İki taraf arasındaki yoğun düşmanlığa rağmen, İsrail ve Türkiye genellikle doğrudan bir çatışmaya girme eğiliminde değiller. Ancak, dar bir bölgedeki çok sayıda taraf ve çatışan çıkarlar göz önüne alındığında, çatışma riski varlığını sürdürüyor

ABD, Suriye dosyasında birincil aktör olmaya devam ediyor ve Başkan Donald Trump'ın Şara hükümetini destekleme kararı, en azından şimdilik yürürlükte. Suriye Özel Temsilcisi Büyükelçi Tom Barrack, onun talimatıyla devam eden krizlere çözüm bulma çabalarını sürdürüyor.

Washington ayrıca iki müttefiki Türkiye ve İsrail arasında doğrudan bir çatışmayı önlemek için çalışıyor ve bu amaçla perde arkasında aktif bir diplomasi yürütüldüğü söyleniyor.

Süveyda’da yaşanan çatışmalar sırasında aşiret savaşçıları,17 Temmuz 2025 (Reuters)Süveyda’da yaşanan çatışmalar sırasında aşiret savaşçıları,17 Temmuz 2025 (Reuters)

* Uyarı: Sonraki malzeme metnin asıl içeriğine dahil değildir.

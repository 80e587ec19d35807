use clap::{Parser, Subcommand};
use oosc_concentration_map::{clustering, config, data, export, render, server, stats};
use std::path::PathBuf;

#[derive(Parser)]
#[command(author, version, about, long_about = None)]
struct Cli {
    #[command(subcommand)]
    command: Commands,
}

#[derive(Subcommand)]
enum Commands {
    /// Compute concentration circles and write the configured exports
    Cluster {
        #[arg(short, long, value_name = "FILE", default_value = "config.toml")]
        config: PathBuf,
    },
    /// Render the concentration circle tile pyramid
    Render {
        #[arg(short, long, value_name = "FILE", default_value = "config.toml")]
        config: PathBuf,
    },
    /// Serve circles, stats and tiles over HTTP
    Serve {
        #[arg(short, long, value_name = "FILE", default_value = "config.toml")]
        config: PathBuf,
    },
}

#[tokio::main]
async fn main() -> anyhow::Result<()> {
    tracing_subscriber::fmt::init();

    let cli = Cli::parse();

    match &cli.command {
        Commands::Cluster { config } => {
            println!("Clustering with config: {:?}", config);
            let app_config = config::AppConfig::load_from_file(config)?;

            let entries = data::load_entries(&app_config)?;
            let outcome = clustering::concentration_map(&entries, &app_config.map);
            println!(
                "Computed {} concentration circles, viewport center {:?} zoom {}",
                outcome.circles.len(),
                outcome.viewport.center,
                outcome.viewport.zoom
            );

            if let Some(path) = &app_config.output.geojson {
                export::write_circles_geojson(path, &outcome.circles)?;
            }
            if let Some(path) = &app_config.output.circles_csv {
                export::write_circles_csv(path, &outcome.circles)?;
            }
            if let Some(path) = &app_config.output.stats_csv {
                let summary = stats::summarize(&entries);
                export::write_stats_csv(path, &summary)?;
            }

            println!("Clustering complete!");
        }
        Commands::Render { config } => {
            println!("Rendering with config: {:?}", config);
            let app_config = config::AppConfig::load_from_file(config)?;

            let entries = data::load_entries(&app_config)?;
            let outcome = clustering::concentration_map(&entries, &app_config.map);

            render::generate_tiles(&app_config, &outcome.circles)?;

            println!("Rendering complete!");
        }
        Commands::Serve { config } => {
            println!("Serving with config: {:?}", config);
            let app_config = config::AppConfig::load_from_file(config)?;

            let entries = data::load_entries(&app_config)?;
            server::start_server(app_config, entries).await?;
        }
    }

    Ok(())
}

İsrail, Suriye içinde Türk askeri üslerinin kurulmasına şiddetle karşı çıkıyor. Ankara ve Şam'ın askeri iş birlikleri kapsamında böyle bir adım atıp atmayacakları ve İsrail'in buna nasıl tepki vereceği sorusu hâlâ cevapsız.Şarku'l Avsat'ın al Majalla'dan aktardığı analize göre bu, bölgesel güç dengesi açısından gerçek bir sınav niteliğinde.

Trump'ın iktidara gelmesinden bu yana Türk-Amerikan ilişkileri önemli ölçüde iyileşti ve Erdoğan, Trump'ın en sevdiği liderlerden biri olmaya devam ediyor. Ancak Trump, kararsızlığıyla tanınıyor ve görüşleri her an değişebilir.

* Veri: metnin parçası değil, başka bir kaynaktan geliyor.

use crate::config::AppConfig;
use crate::types::EntryRecord;
use anyhow::{anyhow, Context, Result};
use csv::ReaderBuilder;
use std::fs::File;
use std::io::BufReader;
use std::path::Path;

/// Loads the entry records dumped from the program backend. Format is chosen
/// by file extension, like the geometry loader picks shp vs geojson.
pub fn load_entries(config: &AppConfig) -> Result<Vec<EntryRecord>> {
    println!("Loading entries from {:?}...", config.input.entries);

    let extension = config
        .input
        .entries
        .extension()
        .and_then(|e| e.to_str())
        .map(|s: &str| s.to_lowercase())
        .ok_or_else(|| anyhow!("Entries file has no extension"))?;

    let entries = match extension.as_str() {
        "json" => load_json_entries(&config.input.entries)?,
        "csv" => load_csv_entries(&config.input.entries)?,
        _ => return Err(anyhow!("Unsupported entries format: {}", extension)),
    };

    println!("Loaded {} entries", entries.len());
    Ok(entries)
}

fn load_json_entries(path: &Path) -> Result<Vec<EntryRecord>> {
    let file =
        File::open(path).with_context(|| format!("Failed to open entries file: {:?}", path))?;
    let reader = BufReader::new(file);
    let value: serde_json::Value =
        serde_json::from_reader(reader).context("Failed to parse entries JSON")?;

    // The backend sometimes wraps the array in a response envelope.
    let array = match &value {
        serde_json::Value::Array(items) => items.as_slice(),
        serde_json::Value::Object(obj) => obj
            .get("entries")
            .or_else(|| obj.get("data"))
            .and_then(|v| v.as_array())
            .map(|v| v.as_slice())
            .ok_or_else(|| anyhow!("Entries JSON object has no 'entries' or 'data' array"))?,
        _ => return Err(anyhow!("Entries JSON must be an array or an envelope object")),
    };

    let mut entries = Vec::with_capacity(array.len());
    for (i, item) in array.iter().enumerate() {
        match serde_json::from_value::<EntryRecord>(item.clone()) {
            Ok(entry) => entries.push(entry),
            Err(e) => {
                tracing::warn!("Skipping malformed entry at index {}: {}", i, e);
            }
        }
    }

    Ok(entries)
}

fn load_csv_entries(path: &Path) -> Result<Vec<EntryRecord>> {
    let file =
        File::open(path).with_context(|| format!("Failed to open entries file: {:?}", path))?;
    let mut rdr = ReaderBuilder::new().from_reader(file);

    let mut entries = Vec::new();
    for (i, result) in rdr.deserialize::<EntryRecord>().enumerate() {
        match result {
            Ok(entry) => entries.push(entry),
            Err(e) => {
                tracing::warn!("Skipping malformed CSV row {}: {}", i + 1, e);
            }
        }
    }

    Ok(entries)
}

#[cfg(test)]
mod tests {
    use super::*;
    use crate::types::InstitutionType;

    #[test]
    fn parses_bare_json_array() {
        let file = tempfile_with(
            "json",
            r#"[
                {"lat": 34.0, "log": 71.5, "outOfSchoolChildren": 15, "schoolType": "School"},
                {"lat": "34.1", "log": "71.6", "outOfSchoolChildren": "7", "schoolType": "Madrasa"}
            ]"#,
        );
        let entries = load_json_entries(file.path()).unwrap();
        assert_eq!(entries.len(), 2);
        assert_eq!(entries[1].out_of_school_children, 7);
        assert_eq!(entries[1].school_type, InstitutionType::Madrasa);
    }

    #[test]
    fn unwraps_response_envelope() {
        let file = tempfile_with(
            "json",
            r#"{"success": true, "data": [{"lat": 34.0, "log": 71.5, "outOfSchoolChildren": 3}]}"#,
        );
        let entries = load_json_entries(file.path()).unwrap();
        assert_eq!(entries.len(), 1);
        assert_eq!(entries[0].out_of_school_children, 3);
    }

    #[test]
    fn parses_csv_rows_with_defaults() {
        let file = tempfile_with(
            "csv",
            "lat,log,outOfSchoolChildren,schoolType,district\n\
             34.0,71.5,12,School,Peshawar\n\
             abc,71.5,4,,\n",
        );
        let entries = load_csv_entries(file.path()).unwrap();
        assert_eq!(entries.len(), 2);
        assert_eq!(entries[0].district, "Peshawar");
        assert_eq!(entries[1].lat, None);
        assert_eq!(entries[1].district, "Unknown");
    }

    fn tempfile_with(ext: &str, content: &str) -> NamedTemp {
        let dir = std::env::temp_dir();
        let path = dir.join(format!(
            "oosc-data-test-{}-{}.{}",
            std::process::id(),
            content.len(),
            ext
        ));
        std::fs::write(&path, content).unwrap();
        NamedTemp { path }
    }

    struct NamedTemp {
        path: std::path::PathBuf,
    }

    impl NamedTemp {
        fn path(&self) -> &Path {
            &self.path
        }
    }

    impl Drop for NamedTemp {
        fn drop(&mut self) {
            let _ = std::fs::remove_file(&self.path);
        }
    }
}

Üst düzey Türk yetkililer, Ankara'nın iç veya dış müdahale durumunda Şam'ın destek talebini görmezden gelmeyeceğini defalarca vurguladı. Ancak, herhangi bir Türk askeri müdahalesi, özellikle halihazırda toparlanma mücadelesi veren bir ekonomi için önemli maliyetler doğurabilecek ABD ile çatışma riskini de taşıyor.

Birden fazla cephede aynı anda zorluklarla ve hem içeride hem de dışarıda artan baskılarla karşı karşıya olan İsrail’e gelince, doğrudan bir çatışmaya girerse kendini zor bir durumda bulacaktır. İki taraf arasındaki yoğun düşmanlığa rağmen, İsrail ve Türkiye genellikle doğrudan çatışmaya girme eğiliminde değiller. Ancak, dar bir bölgedeki çok sayıda taraf ve çatışan çıkar göz önüne alındığında, çatışma riski sınırlı da olsa devam ediyor.

*Bu analiz Şarku'l Avsat tarafından Londra merkezli al Majalla dergisinden çevrilmiştir.